April 08, 2021 12:14 PM

Barnet Friends



Barnet Friends is a telephone service for adults from 18 to 55 who may be experiencing isolation or loneliness. 


Barnet Friends is delivered by CommUNITY Barnet as part of the Barnet Wellbeing Service


We know that loneliness and isolation can affect anyone in life, whatever their age and whatever their family situation. It is possible to feel alone even if you have friends and family around you, sometimes it really helps to talk to someone new who can just listen and support.


Our volunteer befrienders are matched to an individual to provide companionship and emotional support and give them information on a range of activities and services that can help them increase their confidence and sociability. Each volunteer receives specific training around safeguarding and is required to complete a DBS check. 



Barnet Friends Information Sheets 


You can read and download these useful resources about Barnet Friends below...







We can support...


•          Anyone aged 18+ experiencing loneliness and isolation who works, lives or studies in Barnet

•          People with or without a mild, moderate or severe mental illness

•          People that would like support to develop positive mental wellbeing

•          Anyone ready to take active steps to work reducing their social isolation and improving their confidence


Our support will be offered for a minimum of six months and up to a maximum of 12 months.



Becoming a Volunteer

Barnet Friends has been developed to support Barnet residents suffering from loneliness and isolation. We are seeking to recruit volunteer befrienders who will carry out this role entirely remotely over the telephone. Our service is here to provide companionship for those isolated, the chance to develop a new relationship and remain socially active.


We receive referrals from social services, GPs, concerned friends and families and self-referrals from the residents themselves. Having someone to talk to and someone to listen, could really make a difference to some people right now. In some cases, it could be that the befriender is the only person they speak to that day or even that week. As a befriender, you will need to be flexible, reliable, and non-judgmental whilst providing a listening ear and support.


To find out more or to make a referral please get in touch.

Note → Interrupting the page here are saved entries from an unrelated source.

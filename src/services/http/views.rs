use std::fmt::Write as _;

use super::sessions::Flash;
use crate::models::{budget::BudgetStatus, expenses::ExpenseForm, expenses::ListedExpense};

pub fn escape(text: &str) -> String {
    let mut out = String::with_capacity(text.len());
    for c in text.chars() {
        match c {
            '&' => out.push_str("&amp;"),
            '<' => out.push_str("&lt;"),
            '>' => out.push_str("&gt;"),
            '"' => out.push_str("&quot;"),
            '\'' => out.push_str("&#x27;"),
            _ => out.push(c),
        }
    }
    out
}

fn layout(title: &str, flashes: &[Flash], body: &str) -> String {
    let mut messages = String::new();
    for flash in flashes {
        let _ = write!(
            messages,
            r#"<li class="flash {}">{}</li>"#,
            flash.level.as_str(),
            escape(&flash.message)
        );
    }
    if !messages.is_empty() {
        messages = format!(r#"<ul class="flashes">{}</ul>"#, messages);
    }

    format!(
        r#"<!DOCTYPE html>
<html lang="en">
<head>
<meta charset="utf-8">
<title>{title} - Expense Tracker</title>
</head>
<body>
<header><a href="/">Expense Tracker</a></header>
<main>
<h1>{title}</h1>
{messages}
{body}
</main>
</body>
</html>
"#,
        title = escape(title),
        messages = messages,
        body = body
    )
}

fn credentials_form(action: &str, submit: &str) -> String {
    format!(
        r#"<form method="post" action="{action}">
<label>Username <input type="text" name="username" required></label>
<label>Password <input type="password" name="password" required></label>
<button type="submit">{submit}</button>
</form>"#
    )
}

pub fn register_page(flashes: &[Flash]) -> String {
    let body = format!(
        r#"{}
<p>Already registered? <a href="/login">Log in</a></p>"#,
        credentials_form("/register", "Register")
    );
    layout("Register", flashes, &body)
}

pub fn login_page(flashes: &[Flash]) -> String {
    let body = format!(
        r#"{}
<p>No account yet? <a href="/register">Register</a></p>"#,
        credentials_form("/login", "Log in")
    );
    layout("Log in", flashes, &body)
}

pub fn home_page(flashes: &[Flash], username: &str) -> String {
    let body = format!(
        r#"<p>Signed in as <strong>{}</strong>.</p>
<ol class="menu">
<li><a href="/add_expense">Add expense</a></li>
<li><a href="/view_expenses">View expenses</a></li>
<li><a href="/set_monthly_budget">Set monthly budget</a></li>
<li><a href="/track_budget">Track budget</a></li>
<li><a href="/save_expenses">Save expenses</a></li>
<li><a href="/logout">Log out</a></li>
</ol>"#,
        escape(username)
    );
    layout("Home", flashes, &body)
}

/// Shared add/edit form. `error` repeats the validation failure inline.
pub fn expense_form_page(
    flashes: &[Flash],
    title: &str,
    action: &str,
    form: &ExpenseForm,
    error: Option<&str>,
) -> String {
    let error = error
        .map(|e| format!(r#"<p class="error">{}</p>"#, escape(e)))
        .unwrap_or_default();

    let body = format!(
        r#"{error}<form method="post" action="{action}">
<label>Date <input type="date" name="date" value="{date}" placeholder="YYYY-MM-DD" required></label>
<label>Category <input type="text" name="category" value="{category}" required></label>
<label>Amount <input type="number" name="amount" value="{amount}" step="0.01" min="0.01" required></label>
<label>Description <input type="text" name="description" value="{description}"></label>
<button type="submit">Save</button>
</form>
<p><a href="/">Back to home</a></p>"#,
        error = error,
        action = escape(action),
        date = escape(&form.date),
        category = escape(&form.category),
        amount = escape(&form.amount),
        description = escape(&form.description),
    );
    layout(title, flashes, &body)
}

pub fn expenses_page(flashes: &[Flash], expenses: &[ListedExpense]) -> String {
    if expenses.is_empty() {
        let body = r#"<p>No expenses recorded yet.</p>
<p><a href="/add_expense">Add expense</a> | <a href="/">Back to home</a></p>"#;
        return layout("Expenses", flashes, body);
    }

    let mut rows = String::new();
    for entry in expenses {
        let expense = &entry.expense;
        let actions = match &expense.id {
            Some(id) => {
                let id = escape(id);
                format!(
                    r#"<a href="/edit_expense/{id}">Edit</a>
<form method="post" action="/delete_expense/{id}" class="inline"><button type="submit">Delete</button></form>"#
                )
            }
            None => String::new(),
        };
        let state = if entry.pending { "Unsaved" } else { "Saved" };

        let _ = write!(
            rows,
            "<tr><td>{}</td><td>{}</td><td>{:.2}</td><td>{}</td><td>{}</td><td>{}</td></tr>\n",
            expense.date.format("%Y-%m-%d"),
            escape(&expense.category),
            expense.amount,
            escape(&expense.description),
            state,
            actions
        );
    }

    let total: f64 = expenses.iter().map(|e| e.expense.amount).sum();
    let body = format!(
        r#"<table>
<thead><tr><th>Date</th><th>Category</th><th>Amount</th><th>Description</th><th>Status</th><th></th></tr></thead>
<tbody>
{rows}</tbody>
<tfoot><tr><td colspan="2">Total</td><td>{total:.2}</td><td colspan="3"></td></tr></tfoot>
</table>
<p><a href="/save_expenses">Save expenses</a> | <a href="/">Back to home</a></p>"#
    );
    layout("Expenses", flashes, &body)
}

pub fn budget_form_page(flashes: &[Flash], current: f64) -> String {
    let body = format!(
        r#"<form method="post" action="/set_monthly_budget">
<label>Monthly budget <input type="number" name="budget" value="{current:.2}" step="0.01" min="0" required></label>
<button type="submit">Set budget</button>
</form>
<p><a href="/">Back to home</a></p>"#
    );
    layout("Monthly budget", flashes, &body)
}

pub fn track_budget_page(flashes: &[Flash], status: &BudgetStatus) -> String {
    let body = format!(
        r#"<dl>
<dt>Month</dt><dd>{year:04}-{month:02}</dd>
<dt>Budget</dt><dd>{budget:.2}</dd>
<dt>Spent</dt><dd>{spent:.2}</dd>
</dl>
<p class="status{class}">{message}</p>
<p><a href="/">Back to home</a></p>"#,
        year = status.year,
        month = status.month,
        budget = status.budget,
        spent = status.spent,
        class = if status.exceeded() { " exceeded" } else { "" },
        message = escape(&status.message()),
    );
    layout("Budget status", flashes, &body)
}

pub fn error_page(message: &str) -> String {
    let body = format!(
        r#"<p class="error">{}</p>
<p><a href="/">Back to home</a></p>"#,
        escape(message)
    );
    layout("Something went wrong", &[], &body)
}

#[cfg(test)]
mod tests {
    use super::*;
    use crate::models::expenses::Expense;
    use crate::services::http::sessions::FlashLevel;
    use chrono::NaiveDate;

    #[test]
    fn escapes_markup() {
        assert_eq!(
            escape(r#"<b>"Tom" & 'Jerry'</b>"#),
            "&lt;b&gt;&quot;Tom&quot; &amp; &#x27;Jerry&#x27;&lt;/b&gt;"
        );
    }

    #[test]
    fn flashes_are_rendered_escaped() {
        let flashes = vec![Flash {
            level: FlashLevel::Error,
            message: "<oops>".to_string(),
        }];

        let page = login_page(&flashes);
        assert!(page.contains(r#"<li class="flash error">&lt;oops&gt;</li>"#));
    }

    #[test]
    fn expense_rows_show_controls_only_with_id() {
        let expense = Expense {
            id: Some("abc".to_string()),
            username: "alice".to_string(),
            date: NaiveDate::from_ymd_opt(2024, 3, 1).unwrap(),
            category: "Food".to_string(),
            amount: 12.5,
            description: "<lunch>".to_string(),
        };
        let mut legacy = expense.clone();
        legacy.id = None;

        let page = expenses_page(
            &[],
            &[
                ListedExpense {
                    expense,
                    pending: true,
                },
                ListedExpense {
                    expense: legacy,
                    pending: false,
                },
            ],
        );

        assert_eq!(page.matches("/edit_expense/").count(), 1);
        assert!(page.contains(r#"action="/delete_expense/abc""#));
        assert!(page.contains("&lt;lunch&gt;"));
        assert!(page.contains("Unsaved"));
        assert!(page.contains("<td>25.00</td>"));
    }
}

We particularly encourage applications from men and Black, Asian and Minority Ethnic (BAME) candidates. 



About the Role:

  • The time commitment is dependent on the number of clients you are matched with, but we request a minimum commitment of two hours per week for a minimum of six months.
  • Once you have been matched with a resident, you will need to call them once a week for 30-60 minutes at a time that you both agree on. 
  • You will need to make some brief notes and a record of the calls made which includes flagging the Coordinator of any concerns or issues that come up.
  • Occasionally you might need to signpost the resident to other services that they need. You will be given guidance and support in doing so.


Skills and Qualities, We Are Looking For:

  • Good communication and listening skills.
  • Patience, empathy, and kindness
  • We don’t ask for any specific qualifications, although having experience of either working with vulnerable people or in a mental health setting is desirable.


Why Volunteer for Barnet Friends?

  • You will be provided with a volunteer induction, safeguarding training, as well as monthly group training sessions. 
  • Develop your communication skills and gain experience in working with vulnerable people. 
  • Give something back to your local community and support a worthy cause.
  • Receive monthly one to one and group supervision.
  • Gain a workplace reference for volunteers who have completed 6 months of volunteering with us.


If you are interested in this role or have further questions, please contact our Barnet Friends Coordinator, Adam:


Telephone: 020 8016 0016


Email: adam.wilson@communitybarnet.org.uk



Volunteer Testimonials


Alison Edelshain:

I started to volunteer with Barnet Friends during the first lockdown.  Some of my other volunteering work had come to a halt (eg helping with refugees and sitting in the magistrate’s court) and I strongly felt I want to help during a time of such difficulties for so many.  One of the best ways I could manage this was by making telephone calls from home. While I had read about the loneliness and isolation lockdown had brought to so many people, it wasn’t until I started the befriending telephone calls that it really hit home.  The people with whom I was in regular telephone contact had such complicated lives often with complex medical (physical and mental) and social problems. 


It will be strange to say that I really enjoy these telephone calls but I really do.  Inevitably these conversations are sometimes very difficult and I occasionally feel I can’t offer any hope or respite to the people on the other end of the line. However, these times are significantly outnumbered by times when my “Barnet friends” tell me that our telephone conversation has really cheered them up or made them laugh for the first time in a week.  Occasionally, I can provide some specific help too, such as when they complain that they cannot go out to get their groceries or medication and can’t get the supermarkets to deliver to them.  In these cases, I have been able to arrange through Community Barnet for other volunteers to do their shopping for them until such time as they have a regular supermarket delivery slot. I would strongly recommend becoming a Barnet Community friend as it takes only an hour or so per friend and can provide some real support and assistance to those in need.